As you are looking at background information, you should also note any subtopics or concepts about which there is controversy or consensus. The author may present one viewpoint and then an opposing viewpoint, something you may do in your literature review as well. Similarly, they may present facts that scholars in the field have come to consensus on and describe the ways in which different sources support these conclusions.

Sources of interest

Note any relevant sources the author cites. If there is any background information you plan to use, note the original source of that information. When you write your literature review, cite the original source of a piece of information you are using, which may not be where you initially read it. Remember that you should read and refer to the primary source. If you are reading Article A and the author cites a fact from Article B, you should note Article B in your annotations and use Article B when you cite the fact in your paper. You should also make sure Article A interpreted Article B correctly and scan Article B for any other useful facts.

Research question/Purpose

Authors should be clear about the purpose of their article.

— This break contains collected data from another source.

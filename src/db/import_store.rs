// src/db/import_store.rs

use async_trait::async_trait;
use rust_decimal::Decimal;
use sqlx::PgPool;
use uuid::Uuid;

use crate::{
    common::error::AppError,
    db::{stock_repo::container_item_batches, CustomerRepository, FinanceRepository, StockRepository, SupplierRepository},
    models::{
        crm::Customer,
        finance::{CustomerPayment, Sale, OPENING_BALANCE_PAYMENT_TYPE, OPENING_BALANCE_SALE_ITEM},
        stock::{Container, NewContainerItem},
        supplier::{NewSupplier, Supplier, SupplierItem},
    },
    services::import::{store::OpeningStockPosting, ImportStore},
};

// Implementação Postgres da porta de importação.
// Cada chamada é uma unidade independente. O débito (venda + linha), a cadeia de
// estoque inicial e o upload em lotes usam transação.
#[derive(Clone)]
pub struct PgImportStore {
    pool: PgPool,
    customers: CustomerRepository,
    suppliers: SupplierRepository,
    stock: StockRepository,
    finance: FinanceRepository,
}

impl PgImportStore {
    pub fn new(pool: PgPool) -> Self {
        Self {
            pool,
            customers: CustomerRepository::new(),
            suppliers: SupplierRepository::new(),
            stock: StockRepository::new(),
            finance: FinanceRepository::new(),
        }
    }
}

#[async_trait]
impl ImportStore for PgImportStore {
    async fn find_customer(&self, company_id: Uuid, name: &str) -> Result<Option<Customer>, AppError> {
        self.customers.find_by_name(&self.pool, company_id, name).await
    }

    async fn insert_customer(
        &self,
        company_id: Uuid,
        name: &str,
        phone: Option<&str>,
    ) -> Result<Option<Customer>, AppError> {
        self.customers.insert_if_absent(&self.pool, company_id, name, phone).await
    }

    async fn find_supplier(&self, company_id: Uuid, name: &str) -> Result<Option<Supplier>, AppError> {
        self.suppliers.find_by_name(&self.pool, company_id, name).await
    }

    async fn insert_supplier(
        &self,
        company_id: Uuid,
        supplier: &NewSupplier,
    ) -> Result<Option<Supplier>, AppError> {
        self.suppliers.insert_if_absent(&self.pool, company_id, supplier).await
    }

    async fn find_supplier_item(
        &self,
        supplier_id: Uuid,
        item_name: &str,
    ) -> Result<Option<SupplierItem>, AppError> {
        self.suppliers.find_item(&self.pool, supplier_id, item_name).await
    }

    async fn insert_supplier_item(
        &self,
        company_id: Uuid,
        supplier_id: Uuid,
        item_name: &str,
        price: Decimal,
    ) -> Result<Option<SupplierItem>, AppError> {
        self.suppliers
            .insert_item_if_absent(&self.pool, company_id, supplier_id, item_name, price)
            .await
    }

    async fn has_opening_balance(&self, company_id: Uuid, customer_id: Uuid) -> Result<bool, AppError> {
        self.finance.has_opening_balance(&self.pool, company_id, customer_id).await
    }

    async fn post_opening_debit(
        &self,
        company_id: Uuid,
        customer_id: Uuid,
        amount: Decimal,
        notes: &str,
    ) -> Result<Sale, AppError> {
        // Venda e linha entram juntas ou não entram.
        let mut tx = self.pool.begin().await?;

        let sale = self
            .finance
            .create_sale(&mut *tx, company_id, customer_id, amount, notes)
            .await?;

        self.finance
            .create_sale_item(&mut *tx, company_id, sale.id, OPENING_BALANCE_SALE_ITEM, Decimal::ONE, amount)
            .await?;

        tx.commit().await?;
        Ok(sale)
    }

    async fn post_opening_credit(
        &self,
        company_id: Uuid,
        customer_id: Uuid,
        amount: Decimal,
        notes: &str,
    ) -> Result<CustomerPayment, AppError> {
        self.finance
            .create_payment(&self.pool, company_id, customer_id, amount, OPENING_BALANCE_PAYMENT_TYPE, notes)
            .await
    }

    async fn find_container(&self, company_id: Uuid, container_id: Uuid) -> Result<Option<Container>, AppError> {
        self.stock.find_container(&self.pool, company_id, container_id).await
    }

    async fn post_opening_stock(
        &self,
        company_id: Uuid,
        supplier_id: Uuid,
        label: &str,
        item_name: &str,
        quantity: Decimal,
        price: Decimal,
    ) -> Result<OpeningStockPosting, AppError> {
        // Catálogo, container e item do container entram juntos ou não entram.
        let mut tx = self.pool.begin().await?;

        let inserted = self
            .suppliers
            .insert_item_if_absent(&mut *tx, company_id, supplier_id, item_name, price)
            .await?;
        if inserted.is_none() {
            return Ok(OpeningStockPosting::SupplierItemExists);
        }

        let container = match self.stock.find_container_by_label(&mut *tx, company_id, label).await? {
            Some(container) => container,
            None => match self.stock.insert_opening_container(&mut *tx, company_id, label).await? {
                Some(container) => container,
                // Outra importação criou o container entre a busca e o insert.
                None => self
                    .stock
                    .find_container_by_label(&mut *tx, company_id, label)
                    .await?
                    .ok_or_else(|| anyhow::anyhow!("container '{label}' vanished after conflict"))?,
            },
        };

        if self.stock.find_container_item(&mut *tx, container.id, item_name).await?.is_some() {
            tx.commit().await?;
            return Ok(OpeningStockPosting::ItemInContainer);
        }

        let item = NewContainerItem {
            supplier_id: Some(supplier_id),
            item_name: item_name.to_string(),
            quantity,
            unit_price: price,
        };
        let created = self
            .stock
            .insert_container_item(&mut *tx, company_id, container.id, &item)
            .await?;

        tx.commit().await?;
        Ok(OpeningStockPosting::Created(created))
    }

    async fn insert_container_items(
        &self,
        company_id: Uuid,
        container_id: Uuid,
        items: &[NewContainerItem],
    ) -> Result<u64, AppError> {
        // Lotes limitados pelo teto de parâmetros do Postgres, todos na mesma transação.
        let mut tx = self.pool.begin().await?;
        let mut added = 0;
        for batch in container_item_batches(items) {
            added += self
                .stock
                .insert_container_items(&mut *tx, company_id, container_id, batch)
                .await?;
        }
        tx.commit().await?;
        Ok(added)
    }
}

Charitable authors will give you a sentence that starts with something like this:

  • “The purpose of this research project was…”
  • “Our research question was…”
  • “The research project was designed to test the following hypothesis…”

Unfortunately, not all authors are so clear, and you may to hunt around for the research question or hypothesis. Generally, in an empirical article, the research question or hypothesis is at the end of the introduction. In non-empirical articles, the author will likely discuss the purpose of the article in the abstract or introduction.

Results

We will discuss in greater detail how to read the results of empirical articles in Chapter 5. For now, just know that you should highlight any of the key findings of an article. They will be described very briefly in the abstract, and in much more detail in the article itself. In an empirical article, you should look at both the ‘Results’ and ‘Discussion’ sections. For a non-empirical article, the key findings will likely be in the conclusion. You can also find them in the topic or concluding sentences in a paragraph within the body of the article.

Measures

How do researchers know something when they see it? Found in the ‘Methods’ section of empirical articles, the measures section is where researchers spell out the tools, or measures, they used to gather data. For quantitative studies, you will want to get familiar with the questions researchers typically use to measure key variables. For example, to measure domestic violence, researchers often use the Conflict Tactics Scale. The more frequently used and cited a measure is, the more we know about how well it works (or not). Qualitative studies will often provide at least some of the interview or focus group questions they used with research participants. They will also include information about how their inquiry and hypotheses may have evolved over time. Keep in mind however, sometimes important information is cut out of an article during editing. If you need more information, consider reaching out to the author directly. Before you do so, check if the author provided an appendix with the information you need or if the article links to a their data and measures as part open data sharing practices.

Sample

Who exactly were the study participants and how were they recruited? In quantitative studies, you will want to pay attention to the sample size. Generally, the larger the sample, the greater the study’s explanatory power. Additionally, randomly drawn samples are desirable because they leave any variation up to chance. Samples that are conducted out of convenience can be biased and non-representative of the larger population. In qualitative studies, non-random sampling is appropriate but consider this: how well does what we find for this group of people transfer to the people who will be in your study? For qualitative studies and quantitative studies, look for how well the sample is described and whether there are important characteristics missing from the article that you would need to determine the quality of the sample.

Limitations

Honest authors will include these at the end of each article. But you should also note any additional limitations you find with their work as well.

Your annotations

These are just a few suggested annotations, but you can come up with your own. For example, maybe there are annotations you would use for different assignments or for the problem statement in your research proposal. If you have an argument or idea that keeps coming to mind when you read, consider creating an annotation for it so you can remember which part of each article supports your ideas. Whatever works for you. The goal with annotation is to extract as much information from each article while reading, so you don’t have to go back through everything again. It’s useless to read an article and forget most of what you read. Annotate!

Key Takeaways

  • Begin your search by reading thorough and cohesive literature reviews. Review articles are great sources of information to get a broad perspective of your topic.
  • Don’t read an article just to say you’ve read it. Annotate and take notes so you don’t have to re-read it later.
  • Use software or paper-and-pencil approaches to write notes on articles.
  • Annotation is best used when closely reading an empirical study highly similar to your research project.

Exercises

  • Select an empirical article highly related to the study you would like to conduct.
  • Annotate the article using the aforementioned annotations and create some of your own.
  • Create the first draft of a summary table with key information from this empirical study that you would like to compare to other empirical studies you closely read.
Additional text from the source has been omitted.